Archive for October 18th, 2011

Venison always tastes best in the fall, so we like to pair it with apples and bourbon – a classic American flavor combination. Like the meat of most game, deer meat can be fairly lean and tough, but a brine changes all that. It allows the proteins in finely grained deer meat to retain more moisture during cooking so that the meat tastes juicy when served.

Prep: 10 minutes
Brine: 2 to 6 hours
Grill: 10 to 14 minutes.

– Long-handled spatula.

For most people, venison means deer meat. But it can also refer to the meat of related animals, such as elk, caribou, moose, and reindeer. That’s probably because the term “venison” comes from a Middle English word meaning “to hunt.” Any type of venison meat will work here, and you could also use buffalo or antelope.

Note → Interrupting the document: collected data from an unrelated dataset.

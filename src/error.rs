//! Error types for route registration and dispatch.
//!
//! Two families exist:
//!
//! - [`ConfigurationError`] is raised while routes are registered. It is fatal
//!   to startup: the embedding application is expected to refuse to serve.
//! - [`DispatchError`] is raised while a single request is dispatched. The
//!   dispatcher does not turn these into responses (unless fault recovery is
//!   enabled in [`DispatcherConfig`](crate::config::DispatcherConfig)); they
//!   travel up to the hosting transport, which decides what the client sees.
//!
//! A request that matches no route is *not* an error. It is answered with a
//! `404 NOT FOUND` response.

use std::fmt;

/// Route registration failure
#[derive(Debug)]
pub enum ConfigurationError {
    /// The path pattern is not a valid regular expression
    InvalidPattern {
        /// Pattern as given to `register`
        pattern: String,
        /// Underlying regex compile error
        source: regex::Error,
    },
    /// The method is empty or not a valid HTTP method token
    InvalidMethod {
        /// Method as given to `register`
        method: String,
    },
}

impl fmt::Display for ConfigurationError {
    fn fmt(&self, f: &mut fmt::Formatter<'_>) -> fmt::Result {
        match self {
            ConfigurationError::InvalidPattern { pattern, source } => {
                write!(f, "invalid route pattern '{pattern}': {source}")
            }
            ConfigurationError::InvalidMethod { method } => {
                write!(f, "invalid route method '{method}': expected an HTTP method token such as GET")
            }
        }
    }
}

impl std::error::Error for ConfigurationError {
    fn source(&self) -> Option<&(dyn std::error::Error + 'static)> {
        match self {
            ConfigurationError::InvalidPattern { source, .. } => Some(source),
            ConfigurationError::InvalidMethod { .. } => None,
        }
    }
}

/// Which side of the handler a middleware hook runs on
#[derive(Debug, Clone, Copy, PartialEq, Eq)]
pub enum HookPhase {
    Before,
    After,
}

impl fmt::Display for HookPhase {
    fn fmt(&self, f: &mut fmt::Formatter<'_>) -> fmt::Result {
        match self {
            HookPhase::Before => f.write_str("before"),
            HookPhase::After => f.write_str("after"),
        }
    }
}

/// Failure raised while dispatching a single request
#[derive(Debug)]
pub enum DispatchError {
    /// The transport handed over a method string that is not an HTTP token
    InvalidMethod {
        method: String,
    },
    /// The matched handler returned an error
    Handler {
        method: http::Method,
        path: String,
        source: anyhow::Error,
    },
    /// A middleware hook returned an error; dispatch stopped at that hook
    Middleware {
        phase: HookPhase,
        /// Position of the failing middleware in registration order
        index: usize,
        source: anyhow::Error,
    },
    /// The response payload could not be encoded as JSON
    Serialization(serde_json::Error),
}

impl fmt::Display for DispatchError {
    fn fmt(&self, f: &mut fmt::Formatter<'_>) -> fmt::Result {
        match self {
            DispatchError::InvalidMethod { method } => {
                write!(f, "request method '{method}' is not a valid HTTP method")
            }
            DispatchError::Handler {
                method,
                path,
                source,
            } => write!(f, "handler for {method} {path} failed: {source:#}"),
            DispatchError::Middleware {
                phase,
                index,
                source,
            } => write!(f, "middleware #{index} failed in {phase} hook: {source:#}"),
            DispatchError::Serialization(e) => write!(f, "failed to encode response body: {e}"),
        }
    }
}

impl std::error::Error for DispatchError {
    fn source(&self) -> Option<&(dyn std::error::Error + 'static)> {
        match self {
            DispatchError::Handler { source, .. } | DispatchError::Middleware { source, .. } => {
                Some(&**source)
            }
            DispatchError::Serialization(e) => Some(e),
            DispatchError::InvalidMethod { .. } => None,
        }
    }
}

impl From<serde_json::Error> for DispatchError {
    fn from(e: serde_json::Error) -> Self {
        DispatchError::Serialization(e)
    }
}
//! Dispatcher core module - per-request orchestration.

use std::panic::{self, AssertUnwindSafe};
use std::sync::Arc;
use std::time::{Duration, Instant};

use http::StatusCode;
use tracing::{debug, error, info, info_span, warn};

use crate::config::DispatcherConfig;
use crate::error::{ConfigurationError, DispatchError};
use crate::middleware::{Middleware, MiddlewareChain};
use crate::model::{Request, Response};
use crate::router::{Captures, Route, RouteTable};
use crate::server::{emit, Body, Environ};

/// Startup-time assembly of a [`Dispatcher`].
///
/// Routes and middleware can only be added here; [`build`](Self::build)
/// freezes them.
#[derive(Debug, Default)]
pub struct DispatcherBuilder {
    routes: RouteTable,
    middlewares: MiddlewareChain,
    config: DispatcherConfig,
}

impl DispatcherBuilder {
    #[must_use]
    pub fn new() -> Self {
        Self::default()
    }

    #[must_use]
    pub fn with_config(mut self, config: DispatcherConfig) -> Self {
        self.config = config;
        self
    }

    /// Register a route. See [`RouteTable::register`].
    pub fn route<F>(&mut self, method: &str, pattern: &str, handler: F) -> Result<&mut Self, ConfigurationError>
    where
        F: Fn(&Request, &Captures) -> anyhow::Result<Response> + Send + Sync + 'static,
    {
        self.routes.register(method, pattern, handler)?;
        Ok(self)
    }

    pub fn get<F>(&mut self, pattern: &str, handler: F) -> Result<&mut Self, ConfigurationError>
    where
        F: Fn(&Request, &Captures) -> anyhow::Result<Response> + Send + Sync + 'static,
    {
        self.route("GET", pattern, handler)
    }

    pub fn post<F>(&mut self, pattern: &str, handler: F) -> Result<&mut Self, ConfigurationError>
    where
        F: Fn(&Request, &Captures) -> anyhow::Result<Response> + Send + Sync + 'static,
    {
        self.route("POST", pattern, handler)
    }

    pub fn put<F>(&mut self, pattern: &str, handler: F) -> Result<&mut Self, ConfigurationError>
    where
        F: Fn(&Request, &Captures) -> anyhow::Result<Response> + Send + Sync + 'static,
    {
        self.route("PUT", pattern, handler)
    }

    pub fn patch<F>(&mut self, pattern: &str, handler: F) -> Result<&mut Self, ConfigurationError>
    where
        F: Fn(&Request, &Captures) -> anyhow::Result<Response> + Send + Sync + 'static,
    {
        self.route("PATCH", pattern, handler)
    }

    pub fn delete<F>(&mut self, pattern: &str, handler: F) -> Result<&mut Self, ConfigurationError>
    where
        F: Fn(&Request, &Captures) -> anyhow::Result<Response> + Send + Sync + 'static,
    {
        self.route("DELETE", pattern, handler)
    }

    /// Append middleware; hooks run in the order middleware is added.
    pub fn middleware(&mut self, mw: Arc<dyn Middleware>) -> &mut Self {
        self.middlewares.attach(mw);
        self
    }

    #[must_use]
    pub fn build(self) -> Dispatcher {
        info!(
            routes_count = self.routes.len(),
            middleware_count = self.middlewares.len(),
            not_found_runs_after_hooks = self.config.not_found_runs_after_hooks,
            recover_handler_faults = self.config.recover_handler_faults,
            "Dispatcher ready"
        );
        Dispatcher {
            routes: self.routes,
            middlewares: self.middlewares,
            config: self.config,
        }
    }
}

/// Matches requests to routes and runs middleware around the handler.
///
/// Holds no per-request state. The route table and middleware chain are fixed
/// at construction, so one instance can be shared (e.g. behind an `Arc`) by
/// any number of transport worker threads without locking.
#[derive(Debug)]
pub struct Dispatcher {
    routes: RouteTable,
    middlewares: MiddlewareChain,
    config: DispatcherConfig,
}

impl Dispatcher {
    #[must_use]
    pub fn builder() -> DispatcherBuilder {
        DispatcherBuilder::new()
    }

    #[must_use]
    pub fn routes(&self) -> &RouteTable {
        &self.routes
    }

    #[must_use]
    pub fn middlewares(&self) -> &MiddlewareChain {
        &self.middlewares
    }

    #[must_use]
    pub fn config(&self) -> DispatcherConfig {
        self.config
    }

    /// The single transport-facing entry point.
    ///
    /// Builds a [`Request`] from `environ`, produces its response, hands the
    /// status line and headers to `start_response` and returns the body.
    /// `start_response` is not called if dispatch fails.
    ///
    /// # Errors
    ///
    /// Any [`DispatchError`]: an invalid method from the transport, a failing
    /// middleware hook, a handler fault (unless recovery is enabled) or an
    /// unencodable payload.
    pub fn dispatch<F>(&self, environ: &Environ, start_response: F) -> Result<Body, DispatchError>
    where
        F: FnOnce(&str, &[(String, String)]),
    {
        let request = Request::from_environ(environ)?;
        let span = info_span!(
            "dispatch",
            request_id = %request.request_id(),
            method = %request.method(),
            path = %request.path()
        );
        let _entered = span.enter();

        let response = self.respond(&request)?;
        let emitted = emit(&response)?;

        debug!(
            status_line = %emitted.status_line,
            header_count = emitted.headers.len(),
            body_bytes = emitted.body.len(),
            "Emitting response"
        );
        start_response(&emitted.status_line, &emitted.headers);
        Ok(emitted.body)
    }

    /// Produce the response for `request`: before-hooks, route match,
    /// handler, after-hooks.
    pub fn respond(&self, request: &Request) -> Result<Response, DispatchError> {
        debug!(
            request_id = %request.request_id(),
            middleware_count = self.middlewares.len(),
            "Middleware before execution"
        );
        self.middlewares.run_before(request)?;

        let Some(route_match) = self.routes.lookup(request.method(), request.path()) else {
            return self.not_found(request);
        };

        info!(
            request_id = %request.request_id(),
            method = %request.method(),
            path = %request.path(),
            route_pattern = %route_match.route.pattern(),
            "Request dispatched to handler"
        );

        let start = Instant::now();
        let outcome = self.invoke(route_match.route, request, &route_match.captures);
        let latency = start.elapsed();

        let response = match outcome {
            Ok(response) => response,
            Err(source) if self.config.recover_handler_faults => {
                error!(
                    request_id = %request.request_id(),
                    route_pattern = %route_match.route.pattern(),
                    error = %format!("{source:#}"),
                    "Handler failed - answering 500"
                );
                return Ok(internal_error());
            }
            Err(source) => {
                error!(
                    request_id = %request.request_id(),
                    route_pattern = %route_match.route.pattern(),
                    error = %format!("{source:#}"),
                    "Handler failed - propagating to transport"
                );
                return Err(DispatchError::Handler {
                    method: request.method().clone(),
                    path: request.path().to_string(),
                    source,
                });
            }
        };

        info!(
            request_id = %request.request_id(),
            status = response.status.as_u16(),
            latency_us = latency.as_micros() as u64,
            "Handler response received"
        );

        self.middlewares.run_after(request, &response, latency)?;
        Ok(response)
    }

    fn not_found(&self, request: &Request) -> Result<Response, DispatchError> {
        warn!(
            request_id = %request.request_id(),
            method = %request.method(),
            path = %request.path(),
            routes_count = self.routes.len(),
            "No route matched - answering 404"
        );
        let response = Response::not_found();
        if self.config.not_found_runs_after_hooks {
            self.middlewares
                .run_after(request, &response, Duration::ZERO)?;
        }
        Ok(response)
    }

    /// Call the handler. Panics are only intercepted when fault recovery is
    /// on; otherwise they unwind into the transport like any other fault.
    fn invoke(&self, route: &Route, request: &Request, captures: &Captures) -> anyhow::Result<Response> {
        if !self.config.recover_handler_faults {
            return route.call(request, captures);
        }
        match panic::catch_unwind(AssertUnwindSafe(|| route.call(request, captures))) {
            Ok(outcome) => outcome,
            Err(payload) => Err(anyhow::anyhow!(
                "handler panicked: {}",
                panic_message(payload.as_ref())
            )),
        }
    }
}

fn internal_error() -> Response {
    Response::empty()
        .with_status(StatusCode::INTERNAL_SERVER_ERROR)
        .with_header("Content-Type", "text/plain")
}

fn panic_message(payload: &(dyn std::any::Any + Send)) -> &str {
    if let Some(s) = payload.downcast_ref::<&'static str>() {
        s
    } else if let Some(s) = payload.downcast_ref::<String>() {
        s.as_str()
    } else {
        "non-string panic payload"
    }
}
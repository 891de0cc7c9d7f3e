//! # Request/Response Model
//!
//! Plain data carriers passed between the transport, the dispatcher, the
//! middleware chain and handlers.
//!
//! - [`Request`] is built once per dispatch from transport-supplied facts and
//!   is read-only afterwards.
//! - [`Response`] is produced by a handler (or synthesized by the dispatcher
//!   for a miss) and consumed exactly once when it is emitted.

mod request;
mod response;

pub use request::Request;
pub use response::{HeaderVec, Response, MAX_INLINE_HEADERS};
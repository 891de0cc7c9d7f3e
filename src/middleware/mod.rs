//! # Middleware Module
//!
//! Observational hooks run around every dispatch. A middleware sees each
//! request before routing and the final response after the handler, but can
//! neither reject the request nor alter the response.

mod chain;
mod core;
mod metrics;
mod tracing;

pub use chain::MiddlewareChain;
pub use core::Middleware;
pub use metrics::MetricsMiddleware;
pub use tracing::TracingMiddleware;
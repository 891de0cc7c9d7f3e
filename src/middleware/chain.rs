use std::fmt;
use std::sync::Arc;
use std::time::Duration;

use tracing::{debug, error};

use super::Middleware;
use crate::error::{DispatchError, HookPhase};
use crate::model::{Request, Response};

/// Ordered list of middleware.
///
/// Both phases run in registration order (the `after` phase is not
/// reversed). The first failing hook stops the phase.
#[derive(Clone, Default)]
pub struct MiddlewareChain {
    middlewares: Vec<Arc<dyn Middleware>>,
}

impl MiddlewareChain {
    #[must_use]
    pub fn new() -> Self {
        Self::default()
    }

    /// Append a middleware to the end of the chain
    pub fn attach(&mut self, mw: Arc<dyn Middleware>) {
        debug!(
            middleware_idx = self.middlewares.len(),
            middleware_name = std::any::type_name_of_val(mw.as_ref()),
            "Middleware attached"
        );
        self.middlewares.push(mw);
    }

    #[must_use]
    pub fn len(&self) -> usize {
        self.middlewares.len()
    }

    #[must_use]
    pub fn is_empty(&self) -> bool {
        self.middlewares.is_empty()
    }

    /// Run every `before` hook on `req`.
    pub fn run_before(&self, req: &Request) -> Result<(), DispatchError> {
        for (idx, mw) in self.middlewares.iter().enumerate() {
            mw.before(req)
                .map_err(|source| hook_failed(HookPhase::Before, idx, mw.as_ref(), req, source))?;
        }
        Ok(())
    }

    /// Run every `after` hook on `req` and its final response.
    pub fn run_after(&self, req: &Request, res: &Response, latency: Duration) -> Result<(), DispatchError> {
        for (idx, mw) in self.middlewares.iter().enumerate() {
            mw.after(req, res, latency)
                .map_err(|source| hook_failed(HookPhase::After, idx, mw.as_ref(), req, source))?;
        }
        Ok(())
    }
}

fn hook_failed(
    phase: HookPhase,
    index: usize,
    mw: &dyn Middleware,
    req: &Request,
    source: anyhow::Error,
) -> DispatchError {
    error!(
        request_id = %req.request_id(),
        phase = %phase,
        middleware_idx = index,
        middleware_name = std::any::type_name_of_val(mw),
        error = %source,
        "Middleware hook failed - aborting dispatch"
    );
    DispatchError::Middleware {
        phase,
        index,
        source,
    }
}

impl fmt::Debug for MiddlewareChain {
    fn fmt(&self, f: &mut fmt::Formatter<'_>) -> fmt::Result {
        f.debug_struct("MiddlewareChain")
            .field("len", &self.middlewares.len())
            .finish()
    }
}
//! # routelet
//!
//! **routelet** is a small, synchronous HTTP request dispatcher. It matches a
//! request's method and path against an ordered table of regular-expression
//! routes, runs observational middleware around the matched handler, and turns
//! the handler's [`Response`](model::Response) into a status line, headers and
//! a JSON body.
//!
//! It has no transport of its own. A hosting server reads the connection,
//! hands the dispatcher an [`Environ`](server::Environ) plus a callback for
//! the status line and headers, and writes back the returned body chunks.
//!
//! ## Architecture
//!
//! - **[`model`]** - `Request` / `Response` data carriers
//! - **[`router`]** - ordered route table, anchored regex matching, captures
//! - **[`middleware`]** - `before` / `after` observers and the chain running them
//! - **[`dispatcher`]** - the per-request cycle and its startup builder
//! - **[`server`]** - transport boundary: `Environ`, status lines, body chunks
//! - **[`config`]** - behavior switches from env or YAML
//! - **[`error`]** - registration and dispatch errors
//!
//! ### Request Handling Flow
//!
//! ```mermaid
//! sequenceDiagram
//!     participant Transport
//!     participant Dispatcher
//!     participant Chain as Middleware Chain
//!     participant Table as Route Table
//!     participant Handler
//!
//!     Transport->>Dispatcher: dispatch(Environ{GET, /docs/1}, start_response)
//!     Dispatcher->>Chain: run_before(request)
//!     Dispatcher->>Table: lookup(GET, /docs/1)
//!
//!     alt No Route Match
//!         Table-->>Dispatcher: None
//!         Dispatcher-->>Transport: start_response("404 NOT FOUND", [Content-Type: text/plain]), empty body
//!     end
//!
//!     Table-->>Dispatcher: RouteMatch(route, ["1"])
//!     Dispatcher->>Handler: call(request, ["1"])
//!     Handler-->>Dispatcher: Response{data, status, headers}
//!     Dispatcher->>Chain: run_after(request, response)
//!     Dispatcher-->>Transport: start_response("200 OK", headers), [JSON chunk]
//! ```
//!
//! ## Quick Start
//!
//! ```rust
//! use std::sync::Arc;
//! use http::StatusCode;
//! use routelet::{Dispatcher, Environ, Response, TracingMiddleware};
//!
//! let mut builder = Dispatcher::builder();
//! builder
//!     .get(r"/docs/(\d+)", |_req, caps| {
//!         let pk: u64 = caps.parse(0)?;
//!         if pk == 1 {
//!             Ok(Response::new(serde_json::json!({ "pk": 1, "data": "Doc1" })))
//!         } else {
//!             Ok(Response::empty().with_status(StatusCode::NOT_FOUND))
//!         }
//!     })
//!     .unwrap()
//!     .middleware(Arc::new(TracingMiddleware));
//! let dispatcher = builder.build();
//!
//! let mut status = String::new();
//! let body = dispatcher
//!     .dispatch(&Environ::new("GET", "/docs/1"), |line, _headers| status = line.to_string())
//!     .unwrap();
//! assert_eq!(status, "200 OK");
//! assert_eq!(body.into_bytes(), br#"{"pk":1,"data":"Doc1"}"#.to_vec());
//! ```
//!
//! ## Concurrency
//!
//! Dispatch never blocks or yields. The route table and middleware chain are
//! frozen when the builder is built, so a `Dispatcher` is `Send + Sync` and can
//! be called from many worker threads at once without locks.

pub mod cli;
pub mod config;
pub mod demo;
pub mod dispatcher;
pub mod error;
pub mod ids;
pub mod logging;
pub mod middleware;
pub mod model;
pub mod router;
pub mod server;

pub use config::DispatcherConfig;
pub use dispatcher::{Dispatcher, DispatcherBuilder};
pub use error::{ConfigurationError, DispatchError};
pub use middleware::{MetricsMiddleware, Middleware, TracingMiddleware};
pub use model::{Request, Response};
pub use router::{Captures, RouteTable};
pub use server::{Body, Environ};
//! # Server Module
//!
//! The boundary between the dispatcher and whatever hosts it. Connection
//! handling, TLS and concurrency live in the embedding server; this module
//! only defines what crosses the boundary.
//!
//! - [`Environ`] carries the request facts in.
//! - [`emit`] turns a [`Response`](crate::model::Response) into a status line,
//!   an ordered header list and a [`Body`] of byte chunks.

mod environ;
mod response;

pub use environ::Environ;
pub use response::{emit, status_line, Body, Emitted};
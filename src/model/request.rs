use http::Method;

use crate::error::DispatchError;
use crate::ids::RequestId;
use crate::server::Environ;

/// Inbound request facts for one dispatch
///
/// Fields are private: middleware and handlers observe the request but cannot
/// rewrite it.
#[derive(Debug, Clone, PartialEq, Eq)]
pub struct Request {
    request_id: RequestId,
    method: Method,
    path: String,
}

impl Request {
    /// Build a request with a fresh request id.
    ///
    /// The path is normalized so it always starts with `/`.
    #[must_use]
    pub fn new(method: Method, path: impl Into<String>) -> Self {
        Self::with_request_id(RequestId::new(), method, path)
    }

    #[must_use]
    pub fn with_request_id(request_id: RequestId, method: Method, path: impl Into<String>) -> Self {
        Self {
            request_id,
            method,
            path: normalize_path(path.into()),
        }
    }

    /// Build a request from the facts a transport hands to
    /// [`Dispatcher::dispatch`](crate::dispatcher::Dispatcher::dispatch).
    ///
    /// Fails with [`DispatchError::InvalidMethod`] when the method string is not
    /// a valid HTTP token. Extension methods are accepted verbatim; no case
    /// folding is applied.
    pub fn from_environ(environ: &Environ) -> Result<Self, DispatchError> {
        let method = Method::from_bytes(environ.method.as_bytes()).map_err(|_| {
            DispatchError::InvalidMethod {
                method: environ.method.clone(),
            }
        })?;
        let request_id = RequestId::inherit(environ.request_id.as_deref());
        Ok(Self::with_request_id(request_id, method, environ.path.as_str()))
    }

    #[inline]
    #[must_use]
    pub fn request_id(&self) -> RequestId {
        self.request_id
    }

    #[inline]
    #[must_use]
    pub fn method(&self) -> &Method {
        &self.method
    }

    #[inline]
    #[must_use]
    pub fn path(&self) -> &str {
        &self.path
    }
}

fn normalize_path(path: String) -> String {
    if path.starts_with('/') {
        path
    } else {
        let mut normalized = String::with_capacity(path.len() + 1);
        normalized.push('/');
        normalized.push_str(&path);
        normalized
    }
}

Gas: Direct heat, medium-high (400° to 450°F)
Clean, oiled grate
Direct heat, light ash
12-by-12-inch charcoal bed (about 3 dozen coals)
Clean, oiled grate on lowest setting
Direct heat, light ash
12-by-12-inch bed, 3 to 4 inches deep
Clean, oiled grate set 2 inches above the fire.

1 cup apple cider
½ cup bourbon
½ cup water
2 tablespoons kosher salt
1 tablespoon cracked black peppercorns
1 tablespoon dried thyme
2 teaspoons crushed dried rosemary
2½ pounds venison leg steak, about 1 inch thick
¼ cup hazelnut or walnut oil
Oil for coating grill grate.

1. Combine the cider, bourbon, water, salt, peppercorns, thyme, and rosemary in a gallon zipper-lock bag; seal and shake until the salt dissolves, about 30 seconds.
2. Place the bag in a bowl just large enough to hold it snugly. Open the bag and add the venison. Seal the zipper, leaving about an inch open; push on the bag to release any trapped air through the opening, and close the zipper completely. Massage the liquid gently into the meat and refrigerate for at least 2 hours and no more than 6 hours.
3. Heat the grill as directed.
4. Remove the venison from the marinade and discard the marinade. Pat the surface of the venison dry with paper towels and coat with the hazelnut oil.
5. Brush the grill grate and coat it with oil. Put the venison on the grill, cover, and cook until an instant-read thermometer inserted into the meat registers between 130° and 140°F, 5 to 7 minutes per side. If your grill has an external temperature gauge, it should stay at around 450°F.